* **Task to complete**: Search through the entries for the word "filename" and copy every line that has it.
____ Exercise data
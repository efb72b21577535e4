//! Implementation of the `nodus run` command.
//!
//! Loads a run configuration, resolves the credential, executes the
//! selected node once over the configured input items, and prints the
//! execution-result envelope.

use std::path::PathBuf;
use std::sync::Arc;

use anyhow::Result;
use clap::Args;

use crate::cli::output::{output, CommandOutput};
use crate::domain::models::ExecutionOutput;
use crate::domain::ports::{ExecutionContext, StaticParameters};
use crate::infrastructure::config::ConfigLoader;
use crate::nodes::create_node;

#[derive(Args, Debug)]
pub struct RunArgs {
    /// Path to the run configuration file (YAML)
    #[arg(short, long)]
    pub config: PathBuf,
}

#[derive(Debug, serde::Serialize)]
struct RunResult {
    node: String,
    #[serde(flatten)]
    output: ExecutionOutput,
}

impl CommandOutput for RunResult {
    fn to_human(&self) -> String {
        let items = serde_json::to_string_pretty(&self.output.items).unwrap_or_default();
        format!(
            "Node '{}' produced {} item(s):\n{}",
            self.node,
            self.output.len(),
            items
        )
    }

    fn to_json(&self) -> serde_json::Value {
        serde_json::to_value(self).unwrap_or_default()
    }
}

/// Execute the command.
pub async fn execute(args: RunArgs, json: bool) -> Result<()> {
    let config = ConfigLoader::load_from_file(&args.config)?;
    let credential = config.resolve_credential()?;
    let node = create_node(&config.node, credential, config.base_url.clone())?;

    let mut provider = StaticParameters::new(config.parameters.clone());
    for (index, overrides) in config.item_parameters.iter().enumerate() {
        for (name, value) in overrides {
            provider = provider.with_override(index, name.clone(), value.clone());
        }
    }

    let ctx = if config.items.is_empty() {
        ExecutionContext::single(Arc::new(provider))
    } else {
        ExecutionContext::new(config.items.clone(), Arc::new(provider))
    };

    let items = node.execute(&ctx).await?;

    let result = RunResult {
        node: config.node,
        output: ExecutionOutput::new(items),
    };
    output(&result, json);
    Ok(())
}
//! Workflow node port.
//!
//! The host interacts with integration nodes exclusively through this
//! trait: hand over the input items and a parameter accessor, receive
//! a flat ordered list of normalized JSON items.

use std::sync::Arc;

use async_trait::async_trait;
use serde_json::Value;

use crate::domain::errors::NodeResult;
use crate::domain::models::NodeDescriptor;

use super::parameters::ParameterProvider;

/// Everything a node receives from the host for one execution pass.
#[derive(Clone)]
pub struct ExecutionContext {
    /// The incoming items. Each one drives a single request/response
    /// round-trip; zero items means nothing is executed.
    pub items: Vec<Value>,
    /// Per-field parameter accessor keyed by `(name, item index)`.
    pub params: Arc<dyn ParameterProvider>,
}

impl ExecutionContext {
    /// Create a context from input items and a parameter provider.
    pub fn new(items: Vec<Value>, params: Arc<dyn ParameterProvider>) -> Self {
        Self { items, params }
    }

    /// Create a context with a single empty input item, the shape a
    /// manual trigger produces.
    pub fn single(params: Arc<dyn ParameterProvider>) -> Self {
        Self::new(vec![Value::Object(serde_json::Map::new())], params)
    }
}

/// Port implemented by every integration node.
///
/// Execution is single-pass and cooperative: items are processed one
/// at a time in input order, and every HTTP call is awaited before the
/// next begins. Errors abort the pass and propagate to the host.
#[async_trait]
pub trait WorkflowNode: Send + Sync + std::fmt::Debug {
    /// The node's declared configuration surface.
    fn descriptor(&self) -> &NodeDescriptor;

    /// Execute the node over the context's input items, returning the
    /// flat ordered list of normalized output items.
    async fn execute(&self, ctx: &ExecutionContext) -> NodeResult<Vec<Value>>;
}
//! Integration tests for the Sentry node against a mock HTTP server.

use std::sync::Arc;

use mockito::Matcher;
use serde_json::{json, Value};

use nodus::domain::models::Credential;
use nodus::domain::ports::{ExecutionContext, StaticParameters};
use nodus::domain::NodeError;
use nodus::nodes::create_node;

fn context(params: StaticParameters) -> ExecutionContext {
    ExecutionContext::single(Arc::new(params))
}

async fn execute(
    server: &mockito::Server,
    ctx: &ExecutionContext,
) -> Result<Vec<Value>, NodeError> {
    let node = create_node(
        "sentry",
        Credential::AccessToken("test-token".into()),
        Some(server.url()),
    )
    .unwrap();
    node.execute(ctx).await
}

#[tokio::test]
async fn test_issue_get_returns_raw_object() {
    let mut server = mockito::Server::new_async().await;
    let mock = server
        .mock("GET", "/api/0/issues/1234/")
        .match_header("authorization", "Bearer test-token")
        .with_status(200)
        .with_header("content-type", "application/json")
        .with_body(r#"{"id": "1234", "title": "TypeError in checkout"}"#)
        .create_async()
        .await;

    let ctx = context(
        StaticParameters::default()
            .with("resource", json!("issue"))
            .with("operation", json!("get"))
            .with("issue_id", json!("1234")),
    );
    let items = execute(&server, &ctx).await.unwrap();

    mock.assert_async().await;
    assert_eq!(items.len(), 1);
    assert_eq!(items[0]["id"], "1234");
    assert_eq!(items[0]["title"], "TypeError in checkout");
}

#[tokio::test]
async fn test_issue_delete_returns_success_marker() {
    let mut server = mockito::Server::new_async().await;
    let mock = server
        .mock("DELETE", "/api/0/issues/42/")
        .with_status(204)
        .create_async()
        .await;

    let ctx = context(
        StaticParameters::default()
            .with("resource", json!("issue"))
            .with("operation", json!("delete"))
            .with("issue_id", json!("42")),
    );
    let items = execute(&server, &ctx).await.unwrap();

    mock.assert_async().await;
    assert_eq!(items, vec![json!({"success": true})]);
}

#[tokio::test]
async fn test_issue_update_sends_only_configured_fields() {
    let mut server = mockito::Server::new_async().await;
    let mock = server
        .mock("PUT", "/api/0/issues/42/")
        .match_body(Matcher::Json(json!({"status": "resolved"})))
        .with_status(200)
        .with_header("content-type", "application/json")
        .with_body(r#"{"id": "42", "status": "resolved"}"#)
        .create_async()
        .await;

    let ctx = context(
        StaticParameters::default()
            .with("resource", json!("issue"))
            .with("operation", json!("update"))
            .with("issue_id", json!("42"))
            .with("additional_fields", json!({"status": "resolved"})),
    );
    let items = execute(&server, &ctx).await.unwrap();

    mock.assert_async().await;
    assert_eq!(items[0]["status"], "resolved");
}

#[tokio::test]
async fn test_get_all_follows_link_cursor_across_pages() {
    let mut server = mockito::Server::new_async().await;

    let next_link = format!(
        "<{0}/api/0/projects/acme/backend/issues/?cursor=0:0:1>; rel=\"previous\"; results=\"false\"; cursor=\"0:0:1\", <{0}/api/0/projects/acme/backend/issues/?cursor=0:100:0>; rel=\"next\"; results=\"true\"; cursor=\"0:100:0\"",
        server.url()
    );
    let last_link = format!(
        "<{0}/api/0/projects/acme/backend/issues/?cursor=0:0:1>; rel=\"previous\"; results=\"true\"; cursor=\"0:0:1\", <{0}/api/0/projects/acme/backend/issues/?cursor=0:200:0>; rel=\"next\"; results=\"false\"; cursor=\"0:200:0\"",
        server.url()
    );

    // Mocks match in reverse declaration order; the cursor-specific
    // page is declared last so it wins for the second request.
    let first_page = server
        .mock("GET", "/api/0/projects/acme/backend/issues/")
        .match_query(Matcher::Any)
        .with_status(200)
        .with_header("content-type", "application/json")
        .with_header("link", &next_link)
        .with_body(r#"[{"id": "1"}, {"id": "2"}]"#)
        .create_async()
        .await;
    let second_page = server
        .mock("GET", "/api/0/projects/acme/backend/issues/")
        .match_query(Matcher::UrlEncoded("cursor".into(), "0:100:0".into()))
        .with_status(200)
        .with_header("content-type", "application/json")
        .with_header("link", &last_link)
        .with_body(r#"[{"id": "3"}]"#)
        .create_async()
        .await;

    let ctx = context(
        StaticParameters::default()
            .with("resource", json!("issue"))
            .with("operation", json!("get_all"))
            .with("organization_slug", json!("acme"))
            .with("project_slug", json!("backend"))
            .with("return_all", json!(true)),
    );
    let items = execute(&server, &ctx).await.unwrap();

    first_page.assert_async().await;
    second_page.assert_async().await;
    assert_eq!(items.len(), 3);
    assert_eq!(items[0]["id"], "1");
    assert_eq!(items[2]["id"], "3");
}

#[tokio::test]
async fn test_bounded_get_all_sends_limit_and_truncates() {
    let mut server = mockito::Server::new_async().await;
    // The server over-delivers; the limit applies again client-side.
    let mock = server
        .mock("GET", "/api/0/projects/")
        .match_query(Matcher::UrlEncoded("limit".into(), "2".into()))
        .with_status(200)
        .with_header("content-type", "application/json")
        .with_body(r#"[{"slug": "a"}, {"slug": "b"}, {"slug": "c"}]"#)
        .create_async()
        .await;

    let ctx = context(
        StaticParameters::default()
            .with("resource", json!("project"))
            .with("operation", json!("get_all"))
            .with("return_all", json!(false))
            .with("limit", json!(2)),
    );
    let items = execute(&server, &ctx).await.unwrap();

    mock.assert_async().await;
    assert_eq!(items.len(), 2);
    assert_eq!(items[1]["slug"], "b");
}

#[tokio::test]
async fn test_get_all_null_body_yields_empty_output() {
    let mut server = mockito::Server::new_async().await;
    let mock = server
        .mock("GET", "/api/0/organizations/")
        .match_query(Matcher::Any)
        .with_status(200)
        .create_async()
        .await;

    let ctx = context(
        StaticParameters::default()
            .with("resource", json!("organization"))
            .with("operation", json!("get_all"))
            .with("return_all", json!(true)),
    );
    let items = execute(&server, &ctx).await.unwrap();

    mock.assert_async().await;
    assert!(items.is_empty());
}

#[tokio::test]
async fn test_one_request_per_input_item_with_overrides() {
    let mut server = mockito::Server::new_async().await;
    let first = server
        .mock("GET", "/api/0/issues/1/")
        .with_status(200)
        .with_header("content-type", "application/json")
        .with_body(r#"{"id": "1"}"#)
        .expect(1)
        .create_async()
        .await;
    let second = server
        .mock("GET", "/api/0/issues/2/")
        .with_status(200)
        .with_header("content-type", "application/json")
        .with_body(r#"{"id": "2"}"#)
        .expect(1)
        .create_async()
        .await;

    let params = StaticParameters::default()
        .with("resource", json!("issue"))
        .with("operation", json!("get"))
        .with_override(0, "issue_id", json!("1"))
        .with_override(1, "issue_id", json!("2"));
    let ctx = ExecutionContext::new(vec![json!({}), json!({})], Arc::new(params));
    let items = execute(&server, &ctx).await.unwrap();

    first.assert_async().await;
    second.assert_async().await;
    assert_eq!(items.len(), 2);
    assert_eq!(items[0]["id"], "1");
    assert_eq!(items[1]["id"], "2");
}

#[tokio::test]
async fn test_api_error_status_propagates() {
    let mut server = mockito::Server::new_async().await;
    let mock = server
        .mock("GET", "/api/0/issues/404/")
        .with_status(404)
        .with_body(r#"{"detail": "The requested resource does not exist"}"#)
        .create_async()
        .await;

    let ctx = context(
        StaticParameters::default()
            .with("resource", json!("issue"))
            .with("operation", json!("get"))
            .with("issue_id", json!("404")),
    );
    let err = execute(&server, &ctx).await.unwrap_err();

    mock.assert_async().await;
    assert!(matches!(err, NodeError::ApiStatus { status: 404, .. }));
}

#[tokio::test]
async fn test_unknown_operation_fails_before_any_request() {
    let server = mockito::Server::new_async().await;

    let ctx = context(
        StaticParameters::default()
            .with("resource", json!("issue"))
            .with("operation", json!("archive")),
    );
    let err = execute(&server, &ctx).await.unwrap_err();

    assert!(matches!(err, NodeError::UnknownOperation { .. }));
}
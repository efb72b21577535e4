//! Credential model.
//!
//! Tokens are resolved at the edge (CLI config or host credential
//! store) and handed to the node already materialized. Request
//! builders never see credentials; only the HTTP clients do.

use super::node::CredentialKind;

/// A resolved credential for an external API.
///
/// Both variants carry a token that is sent as a bearer Authorization
/// header. OAuth2 token refresh is the host's responsibility and out
/// of scope here.
#[derive(Debug, Clone)]
pub enum Credential {
    /// Personal access token.
    AccessToken(String),
    /// OAuth2 access token, already exchanged/refreshed by the host.
    OAuth2(String),
}

impl Credential {
    /// The bearer token to put on the wire.
    pub fn token(&self) -> &str {
        match self {
            Self::AccessToken(token) | Self::OAuth2(token) => token,
        }
    }

    /// The kind of this credential.
    pub fn kind(&self) -> CredentialKind {
        match self {
            Self::AccessToken(_) => CredentialKind::AccessToken,
            Self::OAuth2(_) => CredentialKind::OAuth2,
        }
    }
}
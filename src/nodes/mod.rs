//! Integration nodes.
//!
//! Each sub-module corresponds to an external API (Sentry.io, Google
//! Contacts) and provides a request builder, an HTTP client, and a
//! [`WorkflowNode`] implementation wired together here.

pub mod google_contacts;
pub mod request;
pub mod sentry;

use std::sync::Arc;

use crate::domain::errors::{NodeError, NodeResult};
use crate::domain::models::Credential;
use crate::domain::ports::WorkflowNode;

use self::google_contacts::{GoogleContactsClient, GoogleContactsClientConfig, GoogleContactsNode};
use self::sentry::{SentryClient, SentryClientConfig, SentryNode};

/// Instantiate a node by name.
///
/// `base_url` overrides the API's production base URL, which tests and
/// self-hosted deployments use.
///
/// # Errors
///
/// Returns [`NodeError::UnknownNode`] for names this registry does not
/// know.
pub fn create_node(
    name: &str,
    credential: Credential,
    base_url: Option<String>,
) -> NodeResult<Arc<dyn WorkflowNode>> {
    match name {
        "sentry" => {
            let mut config = SentryClientConfig::new(credential.token().to_string());
            if let Some(url) = base_url {
                config = config.with_base_url(url);
            }
            Ok(Arc::new(SentryNode::new(SentryClient::new(config))))
        }
        "google_contacts" => {
            let mut config = GoogleContactsClientConfig::new(credential.token().to_string());
            if let Some(url) = base_url {
                config = config.with_base_url(url);
            }
            Ok(Arc::new(GoogleContactsNode::new(GoogleContactsClient::new(
                config,
            ))))
        }
        unknown => Err(NodeError::UnknownNode(unknown.to_string())),
    }
}
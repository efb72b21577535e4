//! Configuration infrastructure.

pub mod loader;

pub use loader::{ConfigError, ConfigLoader, CredentialsConfig, RunConfig};
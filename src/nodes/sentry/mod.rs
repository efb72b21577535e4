//! Sentry.io integration node.

pub mod client;
pub mod node;
pub mod request;

pub use client::{SentryClient, SentryClientConfig, SENTRY_BASE_URL};
pub use node::SentryNode;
________
* **Exercise response**:
filename src/nodes/mod.rs
filename src/nodes/sentry/mod.rs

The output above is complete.